Work to be completed: Give back all of the data unchanged. Keep every word as it is.

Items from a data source
★ ★ ★ ★ ★ ★ ★
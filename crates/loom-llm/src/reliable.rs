use std::sync::atomic::{AtomicU64, Ordering};
use std::sync::Arc;
use std::time::Duration;

use async_stream::stream;
use async_trait::async_trait;
use futures::StreamExt;
use rand::Rng;
use serde::{Deserialize, Serialize};
use tokio_util::sync::CancellationToken;
use tracing::{debug, instrument, warn};

use loom_core::cancel::Deadline;
use loom_core::context::LlmContext;
use loom_core::errors::GatewayError;
use loom_core::provider::{EventStream, LlmProvider, StreamOptions};
use loom_core::stream::{GatewayErrorInfo, StreamEvent};

/// Retry behavior for [`ReliableProvider`].
#[derive(Clone, Debug, Serialize, Deserialize)]
#[serde(default)]
pub struct ReliableConfig {
    pub max_retries: u32,
    #[serde(with = "duration_ms")]
    pub base_delay: Duration,
    #[serde(with = "duration_ms")]
    pub max_delay: Duration,
    /// Fraction of the backoff randomly added or removed. Zero keeps delays
    /// exactly `base * 2^attempt`.
    pub jitter_factor: f64,
    /// Upper bound on a single attempt, from request to terminal event.
    #[serde(with = "option_duration_ms")]
    pub attempt_timeout: Option<Duration>,
    pub respect_retry_after: bool,
}

impl Default for ReliableConfig {
    fn default() -> Self {
        Self {
            max_retries: 3,
            base_delay: Duration::from_secs(1),
            max_delay: Duration::from_secs(30),
            jitter_factor: 0.0,
            attempt_timeout: None,
            respect_retry_after: true,
        }
    }
}

impl ReliableConfig {
    /// Delay before retry number `attempt + 1`.
    pub fn retry_delay(&self, attempt: u32, suggested: Option<Duration>) -> Duration {
        let backoff = self
            .base_delay
            .saturating_mul(2u32.saturating_pow(attempt))
            .min(self.max_delay);

        let jitter = self.jitter_factor.clamp(0.0, 1.0);
        let backoff = if jitter > 0.0 {
            backoff.mul_f64(rand::thread_rng().gen_range(1.0 - jitter..=1.0 + jitter))
        } else {
            backoff
        };

        match suggested {
            Some(hint) if self.respect_retry_after => backoff.max(hint),
            _ => backoff,
        }
    }
}

/// Adds retry with exponential backoff to any provider.
///
/// A retry is a fresh call: the consumer sees a `Retry` event and must drop
/// whatever the failed attempt already produced. Cancellation is checked
/// before every attempt, while waiting on the provider and during backoff.
pub struct ReliableProvider<P: ?Sized> {
    inner: Arc<P>,
    config: ReliableConfig,
    total_retries: Arc<AtomicU64>,
}

impl<P: LlmProvider + ?Sized + 'static> ReliableProvider<P> {
    pub fn new(inner: Arc<P>, config: ReliableConfig) -> Self {
        Self {
            inner,
            config,
            total_retries: Arc::new(AtomicU64::new(0)),
        }
    }

    pub fn with_defaults(inner: Arc<P>) -> Self {
        Self::new(inner, ReliableConfig::default())
    }

    pub fn config(&self) -> &ReliableConfig {
        &self.config
    }

    pub fn total_retries(&self) -> u64 {
        self.total_retries.load(Ordering::Relaxed)
    }
}

fn interruption(deadline: &Deadline, timeout: Option<Duration>) -> GatewayError {
    if deadline.timed_out() {
        GatewayError::Timeout(timeout.unwrap_or_default())
    } else {
        GatewayError::Cancelled
    }
}

#[async_trait]
impl<P: LlmProvider + ?Sized + 'static> LlmProvider for ReliableProvider<P> {
    fn name(&self) -> &str {
        self.inner.name()
    }

    fn model(&self) -> &str {
        self.inner.model()
    }

    fn context_window(&self) -> usize {
        self.inner.context_window()
    }

    fn supports_thinking(&self) -> bool {
        self.inner.supports_thinking()
    }

    fn supports_tools(&self) -> bool {
        self.inner.supports_tools()
    }

    #[instrument(skip_all, fields(provider = self.inner.name(), model = self.inner.model()))]
    async fn stream(
        &self,
        context: &LlmContext,
        options: &StreamOptions,
    ) -> Result<EventStream, GatewayError> {
        let cancel = options.cancel.clone().unwrap_or_else(CancellationToken::new);
        if cancel.is_cancelled() {
            return Err(GatewayError::Cancelled);
        }

        let inner = Arc::clone(&self.inner);
        let config = self.config.clone();
        let retries = Arc::clone(&self.total_retries);
        let context = context.clone();
        let options = options.clone();

        let events = stream! {
            let mut attempt: u32 = 0;
            loop {
                if cancel.is_cancelled() {
                    yield StreamEvent::Error { error: GatewayError::Cancelled };
                    return;
                }

                let deadline = Deadline::new(&cancel, config.attempt_timeout);
                let attempt_options = StreamOptions {
                    cancel: Some(deadline.token().clone()),
                    ..options.clone()
                };

                let opened = tokio::select! {
                    biased;
                    _ = deadline.token().cancelled() => Err(interruption(&deadline, config.attempt_timeout)),
                    result = inner.stream(&context, &attempt_options) => result,
                };

                let mut failure = GatewayError::StreamInterrupted("stream ended without a terminal event".into());
                match opened {
                    Err(error) => failure = error,
                    Ok(mut attempt_events) => loop {
                        let next = tokio::select! {
                            biased;
                            _ = deadline.token().cancelled() => Err(interruption(&deadline, config.attempt_timeout)),
                            event = attempt_events.next() => Ok(event),
                        };
                        match next {
                            Err(error) => {
                                failure = error;
                                break;
                            }
                            Ok(None) => break,
                            Ok(Some(StreamEvent::Error { error })) => {
                                failure = error;
                                break;
                            }
                            Ok(Some(event)) => {
                                let done = matches!(event, StreamEvent::Done { .. });
                                yield event;
                                if done {
                                    return;
                                }
                            }
                        }
                    },
                }

                // A provider that saw the deadline fire reports plain cancellation.
                if failure.is_cancelled() && deadline.timed_out() {
                    failure = GatewayError::Timeout(config.attempt_timeout.unwrap_or_default());
                }
                drop(deadline);

                if !failure.is_retryable() || attempt >= config.max_retries {
                    if attempt > 0 {
                        warn!(attempts = attempt + 1, error = %failure, "giving up on provider call");
                    }
                    yield StreamEvent::Error { error: failure };
                    return;
                }

                let delay = config.retry_delay(attempt, failure.suggested_delay());
                retries.fetch_add(1, Ordering::Relaxed);
                warn!(
                    attempt = attempt + 1,
                    max_retries = config.max_retries,
                    delay_ms = delay.as_millis() as u64,
                    error = %failure,
                    "retrying after error"
                );
                yield StreamEvent::Retry {
                    attempt: attempt + 1,
                    max_retries: config.max_retries,
                    delay_ms: delay.as_millis() as u64,
                    error: GatewayErrorInfo::from(&failure),
                };

                let slept = tokio::select! {
                    _ = cancel.cancelled() => false,
                    _ = tokio::time::sleep(delay) => true,
                };
                if !slept {
                    debug!("cancelled during backoff");
                    yield StreamEvent::Error { error: GatewayError::Cancelled };
                    return;
                }
                attempt += 1;
            }
        };

        Ok(Box::pin(events))
    }
}

mod duration_ms {
    use std::time::Duration;

    use serde::{Deserialize, Deserializer, Serializer};

    pub fn serialize<S: Serializer>(d: &Duration, s: S) -> Result<S::Ok, S::Error> {
        s.serialize_u64(d.as_millis() as u64)
    }

    pub fn deserialize<'de, D: Deserializer<'de>>(d: D) -> Result<Duration, D::Error> {
        u64::deserialize(d).map(Duration::from_millis)
    }
}

mod option_duration_ms {
    use std::time::Duration;

    use serde::{Deserialize, Deserializer, Serializer};

    pub fn serialize<S: Serializer>(d: &Option<Duration>, s: S) -> Result<S::Ok, S::Error> {
        match d {
            Some(d) => s.serialize_some(&(d.as_millis() as u64)),
            None => s.serialize_none(),
        }
    }

    pub fn deserialize<'de, D: Deserializer<'de>>(d: D) -> Result<Option<Duration>, D::Error> {
        Option::<u64>::deserialize(d).map(|ms| ms.map(Duration::from_millis))
    }
}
★ ★ ★ ★ ★ ★ ★
Output for this task:
filename crates/loom-llm/src/reliable.rs
use std::sync::atomic::{AtomicU64, Ordering};
use std::sync::Arc;
use std::time::Duration;

use async_stream::stream;
use async_trait::async_trait;
use futures::StreamExt;
use rand::Rng;
use serde::{Deserialize, Serialize};
use tokio_util::sync::CancellationToken;
use tracing::{debug, instrument, warn};

use loom_core::cancel::Deadline;
use loom_core::context::LlmContext;
use loom_core::errors::GatewayError;
use loom_core::provider::{EventStream, LlmProvider, StreamOptions};
use loom_core::stream::{GatewayErrorInfo, StreamEvent};

/// Retry behavior for [`ReliableProvider`].
#[derive(Clone, Debug, Serialize, Deserialize)]
#[serde(default)]
pub struct ReliableConfig {
    pub max_retries: u32,
    #[serde(with = "duration_ms")]
    pub base_delay: Duration,
    #[serde(with = "duration_ms")]
    pub max_delay: Duration,
    /// Fraction of the backoff randomly added or removed. Zero keeps delays
    /// exactly `base * 2^attempt`.
    pub jitter_factor: f64,
    /// Upper bound on a single attempt, from request to terminal event.
    #[serde(with = "option_duration_ms")]
    pub attempt_timeout: Option<Duration>,
    pub respect_retry_after: bool,
}

impl Default for ReliableConfig {
    fn default() -> Self {
        Self {
            max_retries: 3,
            base_delay: Duration::from_secs(1),
            max_delay: Duration::from_secs(30),
            jitter_factor: 0.0,
            attempt_timeout: None,
            respect_retry_after: true,
        }
    }
}

impl ReliableConfig {
    /// Delay before retry number `attempt + 1`.
    pub fn retry_delay(&self, attempt: u32, suggested: Option<Duration>) -> Duration {
        let backoff = self
            .base_delay
            .saturating_mul(2u32.saturating_pow(attempt))
            .min(self.max_delay);

        let jitter = self.jitter_factor.clamp(0.0, 1.0);
        let backoff = if jitter > 0.0 {
            backoff.mul_f64(rand::thread_rng().gen_range(1.0 - jitter..=1.0 + jitter))
        } else {
            backoff
        };

        match suggested {
            Some(hint) if self.respect_retry_after => backoff.max(hint),
            _ => backoff,
        }
    }
}

/// Adds retry with exponential backoff to any provider.
///
/// A retry is a fresh call: the consumer sees a `Retry` event and must drop
/// whatever the failed attempt already produced. Cancellation is checked
/// before every attempt, while waiting on the provider and during backoff.
pub struct ReliableProvider<P: ?Sized> {
    inner: Arc<P>,
    config: ReliableConfig,
    total_retries: Arc<AtomicU64>,
}

impl<P: LlmProvider + ?Sized + 'static> ReliableProvider<P> {
    pub fn new(inner: Arc<P>, config: ReliableConfig) -> Self {
        Self {
            inner,
            config,
            total_retries: Arc::new(AtomicU64::new(0)),
        }
    }

    pub fn with_defaults(inner: Arc<P>) -> Self {
        Self::new(inner, ReliableConfig::default())
    }

    pub fn config(&self) -> &ReliableConfig {
        &self.config
    }

    pub fn total_retries(&self) -> u64 {
        self.total_retries.load(Ordering::Relaxed)
    }
}

fn interruption(deadline: &Deadline, timeout: Option<Duration>) -> GatewayError {
    if deadline.timed_out() {
        GatewayError::Timeout(timeout.unwrap_or_default())
    } else {
        GatewayError::Cancelled
    }
}

#[async_trait]
impl<P: LlmProvider + ?Sized + 'static> LlmProvider for ReliableProvider<P> {
    fn name(&self) -> &str {
        self.inner.name()
    }

    fn model(&self) -> &str {
        self.inner.model()
    }

    fn context_window(&self) -> usize {
        self.inner.context_window()
    }

    fn supports_thinking(&self) -> bool {
        self.inner.supports_thinking()
    }

    fn supports_tools(&self) -> bool {
        self.inner.supports_tools()
    }

    #[instrument(skip_all, fields(provider = self.inner.name(), model = self.inner.model()))]
    async fn stream(
        &self,
        context: &LlmContext,
        options: &StreamOptions,
    ) -> Result<EventStream, GatewayError> {
        let cancel = options.cancel.clone().unwrap_or_else(CancellationToken::new);
        if cancel.is_cancelled() {
            return Err(GatewayError::Cancelled);
        }

        let inner = Arc::clone(&self.inner);
        let config = self.config.clone();
        let retries = Arc::clone(&self.total_retries);
        let context = context.clone();
        let options = options.clone();

        let events = stream! {
            let mut attempt: u32 = 0;
            loop {
                if cancel.is_cancelled() {
                    yield StreamEvent::Error { error: GatewayError::Cancelled };
                    return;
                }

                let deadline = Deadline::new(&cancel, config.attempt_timeout);
                let attempt_options = StreamOptions {
                    cancel: Some(deadline.token().clone()),
                    ..options.clone()
                };

                let opened = tokio::select! {
                    biased;
                    _ = deadline.token().cancelled() => Err(interruption(&deadline, config.attempt_timeout)),
                    result = inner.stream(&context, &attempt_options) => result,
                };

                let mut failure = GatewayError::StreamInterrupted("stream ended without a terminal event".into());
                match opened {
                    Err(error) => failure = error,
                    Ok(mut attempt_events) => loop {
                        let next = tokio::select! {
                            biased;
                            _ = deadline.token().cancelled() => Err(interruption(&deadline, config.attempt_timeout)),
                            event = attempt_events.next() => Ok(event),
                        };
                        match next {
                            Err(error) => {
                                failure = error;
                                break;
                            }
                            Ok(None) => break,
                            Ok(Some(StreamEvent::Error { error })) => {
                                failure = error;
                                break;
                            }
                            Ok(Some(event)) => {
                                let done = matches!(event, StreamEvent::Done { .. });
                                yield event;
                                if done {
                                    return;
                                }
                            }
                        }
                    },
                }

                // A provider that saw the deadline fire reports plain cancellation.
                if failure.is_cancelled() && deadline.timed_out() {
                    failure = GatewayError::Timeout(config.attempt_timeout.unwrap_or_default());
                }
                drop(deadline);

                if !failure.is_retryable() || attempt >= config.max_retries {
                    if attempt > 0 {
                        warn!(attempts = attempt + 1, error = %failure, "giving up on provider call");
                    }
                    yield StreamEvent::Error { error: failure };
                    return;
                }

                let delay = config.retry_delay(attempt, failure.suggested_delay());
                retries.fetch_add(1, Ordering::Relaxed);
                warn!(
                    attempt = attempt + 1,
                    max_retries = config.max_retries,
                    delay_ms = delay.as_millis() as u64,
                    error = %failure,
                    "retrying after error"
                );
                yield StreamEvent::Retry {
                    attempt: attempt + 1,
                    max_retries: config.max_retries,
                    delay_ms: delay.as_millis() as u64,
                    error: GatewayErrorInfo::from(&failure),
                };

                let slept = tokio::select! {
                    _ = cancel.cancelled() => false,
                    _ = tokio::time::sleep(delay) => true,
                };
                if !slept {
                    debug!("cancelled during backoff");
                    yield StreamEvent::Error { error: GatewayError::Cancelled };
                    return;
                }
                attempt += 1;
            }
        };

        Ok(Box::pin(events))
    }
}

mod duration_ms {
    use std::time::Duration;

    use serde::{Deserialize, Deserializer, Serializer};

    pub fn serialize<S: Serializer>(d: &Duration, s: S) -> Result<S::Ok, S::Error> {
        s.serialize_u64(d.as_millis() as u64)
    }

    pub fn deserialize<'de, D: Deserializer<'de>>(d: D) -> Result<Duration, D::Error> {
        u64::deserialize(d).map(Duration::from_millis)
    }
}

mod option_duration_ms {
    use std::time::Duration;

    use serde::{Deserialize, Deserializer, Serializer};

    pub fn serialize<S: Serializer>(d: &Option<Duration>, s: S) -> Result<S::Ok, S::Error> {
        match d {
            Some(d) => s.serialize_some(&(d.as_millis() as u64)),
            None => s.serialize_none(),
        }
    }

    pub fn deserialize<'de, D: Deserializer<'de>>(d: D) -> Result<Option<Duration>, D::Error> {
        Option::<u64>::deserialize(d).map(|ms| ms.map(Duration::from_millis))
    }
}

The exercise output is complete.